--- Required action ---
Among the lines below, which ones contain the word "fill"? Copy every such line.

Start of Block

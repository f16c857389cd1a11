//! Rutas de la API
//!
//! Un router por entidad, montados bajo `/api` en `server::build_router`.
//! `docs_routes` queda en la raíz.

pub mod bootstrap_routes;
pub mod docs_routes;
pub mod driver_routes;
pub mod driver_type_routes;
pub mod health_routes;
pub mod safety_category_routes;
pub mod safety_event_routes;
pub mod scorecard_metric_routes;
pub mod scorecard_routes;
pub mod truck_routes;

use axum::Json;
use serde_json::json;

/// Cuerpo estándar de un DELETE exitoso
pub(crate) fn deleted(resource: &str) -> Json<serde_json::Value> {
    Json(json!({
        "success": true,
        "message": format!("{} deleted", resource)
    }))
}
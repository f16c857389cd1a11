use serde::{Deserialize, Serialize};

/// Respuesta de GET /healthz
#[derive(Debug, Clone, Serialize, Deserialize)]
pub struct HealthResponse {
    pub status: String,
    pub time: String,
    #[serde(skip_serializing_if = "Option::is_none")]
    pub error: Option<String>,
}
#[tokio::test]
async fn test_failed_request_leaves_store_untouched() {
    let mut store = create_test_store().await;
    let driver_id = add_driver(&mut store, "John", "Smith").await;
    let calls = Arc::new(AtomicUsize::new(0));
    let counter = calls.clone();
    store.subscribe(move |_| {
        counter.fetch_add(1, Ordering::SeqCst);
    });
    let before = store.state().clone();

    assert!(store.assign_truck(driver_id, Some(999)).await.is_err());
    assert!(store.delete_truck(999).await.is_err());

    let mut view: CrudView<DriverForm> = CrudView::new();
    view.open_edit(store.state().driver(driver_id).unwrap());
    view.form_mut().unwrap().first_name.clear();
    let err = driver_form::submit(&mut view, &mut store).await.unwrap_err();
    assert_eq!(err.user_message(), "Please fill in all required fields.");
    assert_eq!(view.error(), Some("Please fill in all required fields."));

    assert_eq!(store.state(), &before);
    assert_eq!(calls.load(Ordering::SeqCst), 0);

    view.form_mut().unwrap().first_name = "Johnny".to_string();
    let saved = driver_form::submit(&mut view, &mut store).await.unwrap();
    assert_eq!(saved.full_name(), "Johnny Smith");
    assert!(view.is_browsing());
    assert_eq!(calls.load(Ordering::SeqCst), 1);
    assert_eq!(DriverForm::from_record(&saved).first_name, "Johnny");
}

#[tokio::test]
async fn test_profile_picture_accepted_by_form_is_accepted_by_server() {
    let mut store = create_test_store().await;
    let mut form = DriverForm::blank(store.state(), date(2025, 6, 10));
    form.driver_code = "AL05".to_string();
    form.first_name = "Ana".to_string();
    form.last_name = "Lopez".to_string();

    assert!(form.set_profile_picture(&[1, 2, 3, 4], "image/bmp").is_err());
    assert!(form.set_profile_picture(&[], "image/png").is_err());
    form.set_profile_picture(&[1, 2, 3, 4], "image/webp").unwrap();

    let mut view: CrudView<DriverForm> = CrudView::new();
    view.open_create(form);
    let driver = driver_form::submit(&mut view, &mut store).await.unwrap();
    assert!(driver
        .profile_pic
        .as_deref()
        .unwrap()
        .starts_with("data:image/webp;base64,"));
    assert!(view.is_browsing());
}
use axum::{
    extract::{Path, State},
    http::StatusCode,
    routing::{get, put},
    Json, Router,
};

use super::deleted;
use crate::controllers::SafetyCategoryController;
use crate::dto::SafetyCategoryRequest;
use crate::models::SafetyCategory;
use crate::state::AppState;
use crate::utils::errors::AppError;

pub fn create_safety_category_router() -> Router<AppState> {
    Router::new()
        .route("/", get(list_categories).post(create_category))
        .route("/:id", put(update_category).delete(delete_category))
}

async fn list_categories(
    State(state): State<AppState>,
) -> Result<Json<Vec<SafetyCategory>>, AppError> {
    let controller = SafetyCategoryController::new(state.repository.clone());
    Ok(Json(controller.list().await?))
}

async fn create_category(
    State(state): State<AppState>,
    Json(request): Json<SafetyCategoryRequest>,
) -> Result<(StatusCode, Json<SafetyCategory>), AppError> {
    let controller = SafetyCategoryController::new(state.repository.clone());
    let category = controller.create(request).await?;
    Ok((StatusCode::CREATED, Json(category)))
}

async fn update_category(
    State(state): State<AppState>,
    Path(id): Path<i32>,
    Json(request): Json<SafetyCategoryRequest>,
) -> Result<Json<SafetyCategory>, AppError> {
    let controller = SafetyCategoryController::new(state.repository.clone());
    Ok(Json(controller.update(id, request).await?))
}

async fn delete_category(
    State(state): State<AppState>,
    Path(id): Path<i32>,
) -> Result<Json<serde_json::Value>, AppError> {
    let controller = SafetyCategoryController::new(state.repository.clone());
    controller.delete(id).await?;
    Ok(deleted("Safety category"))
}
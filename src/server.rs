//! Armado del servidor HTTP
//!
//! `build_router` monta todos los routers bajo `/api` con CORS, trazas y
//! timeout por request. `build_state` elige el backend de almacenamiento.

use axum::{
    error_handling::HandleErrorLayer, response::IntoResponse, BoxError, Json, Router,
};
use std::sync::Arc;
use tower::{timeout::TimeoutLayer, ServiceBuilder};
use tower_http::trace::TraceLayer;
use tracing::{info, warn};

use crate::config::{DatabaseConfig, EnvironmentConfig, StorageBackend};
use crate::database::DatabaseConnection;
use crate::middleware::cors_layer;
use crate::repositories::{FleetRepository, MemoryFleetRepository, PgFleetRepository};
use crate::routes::{
    bootstrap_routes::create_bootstrap_router, docs_routes::create_docs_router,
    driver_routes::create_driver_router,
    driver_type_routes::create_driver_type_router, health_routes::create_health_router,
    safety_category_routes::create_safety_category_router,
    safety_event_routes::create_safety_event_router,
    scorecard_metric_routes::create_scorecard_metric_router,
    scorecard_routes::{create_scorecard_event_router, create_scorecard_grade_router},
    truck_routes::create_truck_router,
};
use crate::state::AppState;
use crate::utils::errors::{AppError, AppResult};

/// Router completo de la aplicación
pub fn build_router(state: AppState) -> Router {
    let cors = cors_layer(&state.config.cors_origins);
    let timeout = state.config.request_timeout;

    let api = Router::new()
        .merge(create_health_router())
        .nest("/bootstrap", create_bootstrap_router())
        .nest("/drivers", create_driver_router())
        .nest("/trucks", create_truck_router())
        .nest("/driver-types", create_driver_type_router())
        .nest("/safety-categories", create_safety_category_router())
        .nest("/safety-events", create_safety_event_router())
        .nest("/scorecard-metrics", create_scorecard_metric_router())
        .nest("/scorecard-events", create_scorecard_event_router())
        .nest("/scorecard-grades", create_scorecard_grade_router());

    Router::new()
        .merge(create_docs_router())
        .nest("/api", api)
        .layer(
            ServiceBuilder::new()
                .layer(HandleErrorLayer::new(handle_middleware_error))
                .layer(TimeoutLayer::new(timeout)),
        )
        .layer(TraceLayer::new_for_http())
        .layer(cors)
        .with_state(state)
}

async fn handle_middleware_error(err: BoxError) -> impl IntoResponse {
    let error = if err.is::<tower::timeout::error::Elapsed>() {
        AppError::ServiceUnavailable("request timed out".to_string())
    } else {
        AppError::Internal(err.to_string())
    };
    let status = error.status_code();
    (status, Json(error.to_error_response()))
}

/// Estado de la aplicación según `STORAGE`
pub async fn build_state(config: EnvironmentConfig) -> AppResult<AppState> {
    let repository: Arc<dyn FleetRepository> = match config.storage {
        StorageBackend::Postgres => {
            let url = config
                .database_url
                .clone()
                .ok_or_else(|| AppError::Internal("DATABASE_URL must be set".to_string()))?;
            let connection = DatabaseConnection::connect(&DatabaseConfig::new(url)).await?;
            connection.run_migrations().await?;
            info!("🐘 Almacenamiento: PostgreSQL");
            Arc::new(PgFleetRepository::new(connection.pool().clone()))
        }
        StorageBackend::Memory => {
            warn!("🧪 Almacenamiento en memoria: los datos se pierden al apagar");
            Arc::new(MemoryFleetRepository::new())
        }
    };

    Ok(AppState::new(repository, config))
}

End of Block

--- Written response ---
    assert_eq!(err.user_message(), "Please fill in all required fields.");
    assert_eq!(view.error(), Some("Please fill in all required fields."));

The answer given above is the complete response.